═══ SUPPLIED DATA ═══

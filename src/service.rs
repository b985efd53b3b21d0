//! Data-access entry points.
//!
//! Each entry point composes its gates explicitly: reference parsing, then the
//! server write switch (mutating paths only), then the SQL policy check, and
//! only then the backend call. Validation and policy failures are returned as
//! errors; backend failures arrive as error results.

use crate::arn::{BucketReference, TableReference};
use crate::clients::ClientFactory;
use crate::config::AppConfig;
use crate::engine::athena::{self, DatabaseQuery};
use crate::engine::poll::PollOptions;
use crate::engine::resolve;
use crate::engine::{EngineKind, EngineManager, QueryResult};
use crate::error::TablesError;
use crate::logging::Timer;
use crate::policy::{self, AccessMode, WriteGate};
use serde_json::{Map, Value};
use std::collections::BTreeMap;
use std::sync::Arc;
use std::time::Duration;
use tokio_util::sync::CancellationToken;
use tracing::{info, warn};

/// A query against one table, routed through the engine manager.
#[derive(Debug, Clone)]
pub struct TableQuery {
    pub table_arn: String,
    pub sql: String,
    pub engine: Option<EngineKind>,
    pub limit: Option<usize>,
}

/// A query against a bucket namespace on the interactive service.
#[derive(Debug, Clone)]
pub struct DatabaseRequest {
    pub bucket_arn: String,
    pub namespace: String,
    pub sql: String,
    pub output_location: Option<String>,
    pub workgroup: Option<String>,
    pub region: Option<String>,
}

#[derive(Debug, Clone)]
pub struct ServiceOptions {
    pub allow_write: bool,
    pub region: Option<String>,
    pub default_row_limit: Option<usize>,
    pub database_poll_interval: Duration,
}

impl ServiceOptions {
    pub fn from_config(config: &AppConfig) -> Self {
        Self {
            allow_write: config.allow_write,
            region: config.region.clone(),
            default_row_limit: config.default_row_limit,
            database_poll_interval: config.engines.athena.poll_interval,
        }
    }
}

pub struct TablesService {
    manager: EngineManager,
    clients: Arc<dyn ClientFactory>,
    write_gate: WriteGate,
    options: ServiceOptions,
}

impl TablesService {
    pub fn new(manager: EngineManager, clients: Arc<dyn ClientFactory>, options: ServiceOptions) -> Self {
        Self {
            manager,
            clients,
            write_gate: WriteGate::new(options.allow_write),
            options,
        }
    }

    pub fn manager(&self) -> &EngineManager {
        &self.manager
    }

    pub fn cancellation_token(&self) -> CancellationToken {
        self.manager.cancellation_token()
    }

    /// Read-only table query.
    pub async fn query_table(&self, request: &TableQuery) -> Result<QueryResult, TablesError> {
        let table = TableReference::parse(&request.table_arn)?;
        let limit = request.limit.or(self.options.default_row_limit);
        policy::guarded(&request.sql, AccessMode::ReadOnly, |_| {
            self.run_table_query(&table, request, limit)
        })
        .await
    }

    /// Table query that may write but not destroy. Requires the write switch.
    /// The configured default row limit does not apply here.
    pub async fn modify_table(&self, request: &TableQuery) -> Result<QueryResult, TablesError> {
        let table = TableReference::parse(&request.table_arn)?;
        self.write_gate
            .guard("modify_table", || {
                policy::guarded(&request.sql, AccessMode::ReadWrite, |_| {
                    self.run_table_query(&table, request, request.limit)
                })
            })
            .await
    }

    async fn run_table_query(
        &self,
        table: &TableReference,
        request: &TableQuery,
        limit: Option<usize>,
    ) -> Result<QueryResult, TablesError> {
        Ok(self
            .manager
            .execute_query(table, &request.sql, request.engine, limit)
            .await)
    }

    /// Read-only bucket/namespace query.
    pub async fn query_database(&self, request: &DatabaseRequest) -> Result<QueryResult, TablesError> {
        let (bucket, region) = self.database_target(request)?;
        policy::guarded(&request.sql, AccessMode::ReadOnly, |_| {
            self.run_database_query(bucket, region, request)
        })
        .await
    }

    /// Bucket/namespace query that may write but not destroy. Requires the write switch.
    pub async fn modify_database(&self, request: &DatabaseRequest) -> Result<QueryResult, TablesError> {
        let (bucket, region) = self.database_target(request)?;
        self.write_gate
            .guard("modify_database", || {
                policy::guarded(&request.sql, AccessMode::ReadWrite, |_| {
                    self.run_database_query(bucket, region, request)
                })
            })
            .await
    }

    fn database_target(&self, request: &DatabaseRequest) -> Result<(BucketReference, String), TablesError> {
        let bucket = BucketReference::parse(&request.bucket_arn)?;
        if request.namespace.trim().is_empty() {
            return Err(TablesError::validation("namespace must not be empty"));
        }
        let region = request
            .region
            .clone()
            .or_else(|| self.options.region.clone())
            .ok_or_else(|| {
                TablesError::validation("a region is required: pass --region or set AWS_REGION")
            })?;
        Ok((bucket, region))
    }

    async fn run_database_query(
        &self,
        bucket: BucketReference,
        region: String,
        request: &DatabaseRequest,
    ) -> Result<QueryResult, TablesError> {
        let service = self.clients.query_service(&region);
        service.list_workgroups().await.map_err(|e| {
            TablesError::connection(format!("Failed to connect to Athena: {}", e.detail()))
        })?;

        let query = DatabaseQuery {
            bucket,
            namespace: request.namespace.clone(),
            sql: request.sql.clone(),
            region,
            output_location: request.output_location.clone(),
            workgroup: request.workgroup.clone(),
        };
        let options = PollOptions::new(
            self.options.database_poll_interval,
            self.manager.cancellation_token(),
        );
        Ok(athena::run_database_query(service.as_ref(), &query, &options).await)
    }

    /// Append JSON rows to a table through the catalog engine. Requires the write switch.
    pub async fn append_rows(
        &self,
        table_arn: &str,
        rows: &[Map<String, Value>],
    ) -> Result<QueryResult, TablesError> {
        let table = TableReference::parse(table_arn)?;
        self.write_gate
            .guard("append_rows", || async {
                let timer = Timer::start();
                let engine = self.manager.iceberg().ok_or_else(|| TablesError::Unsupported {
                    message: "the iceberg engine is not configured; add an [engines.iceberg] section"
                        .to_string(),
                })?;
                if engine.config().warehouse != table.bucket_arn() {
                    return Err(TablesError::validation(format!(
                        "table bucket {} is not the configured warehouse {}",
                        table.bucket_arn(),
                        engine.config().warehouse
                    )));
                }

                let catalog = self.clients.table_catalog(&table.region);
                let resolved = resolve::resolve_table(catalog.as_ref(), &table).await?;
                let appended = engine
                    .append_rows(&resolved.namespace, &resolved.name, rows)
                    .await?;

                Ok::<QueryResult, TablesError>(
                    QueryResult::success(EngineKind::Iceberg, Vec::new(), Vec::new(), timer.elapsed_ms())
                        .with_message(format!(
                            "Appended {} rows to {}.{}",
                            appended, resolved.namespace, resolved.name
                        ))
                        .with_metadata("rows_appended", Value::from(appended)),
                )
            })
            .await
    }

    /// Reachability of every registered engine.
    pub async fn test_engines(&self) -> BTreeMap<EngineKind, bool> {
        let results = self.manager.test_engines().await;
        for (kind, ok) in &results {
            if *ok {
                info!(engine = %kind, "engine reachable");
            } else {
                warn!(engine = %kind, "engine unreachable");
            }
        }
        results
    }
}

═══
═══ SUPPLIED DATA ═══

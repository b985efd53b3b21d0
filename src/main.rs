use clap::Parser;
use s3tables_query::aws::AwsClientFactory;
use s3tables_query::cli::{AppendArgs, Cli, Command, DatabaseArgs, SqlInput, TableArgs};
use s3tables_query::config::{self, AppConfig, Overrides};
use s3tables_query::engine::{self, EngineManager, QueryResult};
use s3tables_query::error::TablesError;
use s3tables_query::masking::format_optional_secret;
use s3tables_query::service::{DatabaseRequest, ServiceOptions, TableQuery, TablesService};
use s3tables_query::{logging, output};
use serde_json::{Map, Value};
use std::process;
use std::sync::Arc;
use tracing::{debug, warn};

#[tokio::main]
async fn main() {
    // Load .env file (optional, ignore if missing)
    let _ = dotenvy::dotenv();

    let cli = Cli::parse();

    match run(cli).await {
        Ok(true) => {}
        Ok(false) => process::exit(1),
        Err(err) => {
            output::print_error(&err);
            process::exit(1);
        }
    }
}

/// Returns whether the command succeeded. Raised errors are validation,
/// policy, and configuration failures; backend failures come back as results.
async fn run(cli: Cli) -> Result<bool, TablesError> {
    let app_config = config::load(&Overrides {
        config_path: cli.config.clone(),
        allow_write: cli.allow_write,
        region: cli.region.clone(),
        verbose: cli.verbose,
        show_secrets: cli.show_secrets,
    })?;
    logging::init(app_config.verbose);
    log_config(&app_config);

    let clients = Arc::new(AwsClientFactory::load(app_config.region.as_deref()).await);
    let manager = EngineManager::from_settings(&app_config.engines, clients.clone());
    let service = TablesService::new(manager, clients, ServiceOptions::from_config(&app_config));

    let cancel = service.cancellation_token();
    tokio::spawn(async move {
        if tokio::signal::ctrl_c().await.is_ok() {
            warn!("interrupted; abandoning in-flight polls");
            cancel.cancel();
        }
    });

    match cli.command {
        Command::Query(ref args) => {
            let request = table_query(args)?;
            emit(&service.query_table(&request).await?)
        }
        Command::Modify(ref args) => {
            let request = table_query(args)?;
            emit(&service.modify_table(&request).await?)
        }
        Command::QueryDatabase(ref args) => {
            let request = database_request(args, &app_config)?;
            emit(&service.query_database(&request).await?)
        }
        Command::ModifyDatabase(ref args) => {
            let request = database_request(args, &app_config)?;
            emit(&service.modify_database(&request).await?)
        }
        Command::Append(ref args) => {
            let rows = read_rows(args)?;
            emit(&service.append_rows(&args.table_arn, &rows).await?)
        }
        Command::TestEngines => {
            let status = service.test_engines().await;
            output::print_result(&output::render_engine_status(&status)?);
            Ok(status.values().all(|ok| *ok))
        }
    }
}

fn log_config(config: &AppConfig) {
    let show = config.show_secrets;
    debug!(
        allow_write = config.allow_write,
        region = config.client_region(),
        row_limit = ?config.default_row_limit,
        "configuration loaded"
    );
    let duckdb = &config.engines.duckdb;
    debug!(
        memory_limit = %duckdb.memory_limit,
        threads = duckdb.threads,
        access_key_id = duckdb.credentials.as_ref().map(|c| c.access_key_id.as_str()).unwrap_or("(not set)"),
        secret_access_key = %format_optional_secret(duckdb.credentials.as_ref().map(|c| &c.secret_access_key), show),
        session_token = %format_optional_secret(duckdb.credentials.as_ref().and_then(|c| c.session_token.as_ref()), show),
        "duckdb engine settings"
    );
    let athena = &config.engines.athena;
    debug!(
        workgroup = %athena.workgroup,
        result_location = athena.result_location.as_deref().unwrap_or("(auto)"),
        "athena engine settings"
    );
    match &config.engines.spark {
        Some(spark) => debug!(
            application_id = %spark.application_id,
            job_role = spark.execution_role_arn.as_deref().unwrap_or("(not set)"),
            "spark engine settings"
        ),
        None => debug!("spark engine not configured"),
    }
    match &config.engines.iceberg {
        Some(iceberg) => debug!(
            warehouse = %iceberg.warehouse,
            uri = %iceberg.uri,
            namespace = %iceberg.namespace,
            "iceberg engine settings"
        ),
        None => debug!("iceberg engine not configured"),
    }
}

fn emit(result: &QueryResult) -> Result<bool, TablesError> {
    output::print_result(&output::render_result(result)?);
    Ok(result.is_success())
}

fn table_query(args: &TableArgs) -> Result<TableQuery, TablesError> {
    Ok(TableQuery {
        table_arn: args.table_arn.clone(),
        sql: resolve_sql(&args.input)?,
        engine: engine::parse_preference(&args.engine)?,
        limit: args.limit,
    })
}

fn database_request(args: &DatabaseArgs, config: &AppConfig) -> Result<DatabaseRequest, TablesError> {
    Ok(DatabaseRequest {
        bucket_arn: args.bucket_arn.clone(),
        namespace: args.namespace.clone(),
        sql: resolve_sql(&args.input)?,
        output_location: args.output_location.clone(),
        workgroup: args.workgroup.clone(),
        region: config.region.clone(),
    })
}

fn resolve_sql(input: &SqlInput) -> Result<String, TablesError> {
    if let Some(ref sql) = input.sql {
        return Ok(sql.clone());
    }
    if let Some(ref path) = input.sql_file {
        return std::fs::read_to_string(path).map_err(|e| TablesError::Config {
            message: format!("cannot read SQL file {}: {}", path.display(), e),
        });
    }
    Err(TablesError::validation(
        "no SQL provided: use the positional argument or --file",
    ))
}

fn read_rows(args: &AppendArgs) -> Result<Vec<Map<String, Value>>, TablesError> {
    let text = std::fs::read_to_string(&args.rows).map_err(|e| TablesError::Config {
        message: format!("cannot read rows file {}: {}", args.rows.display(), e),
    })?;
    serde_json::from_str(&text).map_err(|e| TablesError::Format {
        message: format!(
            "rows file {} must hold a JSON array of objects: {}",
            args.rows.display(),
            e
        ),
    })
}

═══

In the records above, find the line with "filename src/service.rs"; write out exactly that line and each one after it, stopping after the line with "as error results.".

=== WRITTEN SOLUTION ===
filename src/service.rs
repository b985efd53b3b21d0
//! Data-access entry points.
//!
//! Each entry point composes its gates explicitly: reference parsing, then the
//! server write switch (mutating paths only), then the SQL policy check, and
//! only then the backend call. Validation and policy failures are returned as
//! errors; backend failures arrive as error results.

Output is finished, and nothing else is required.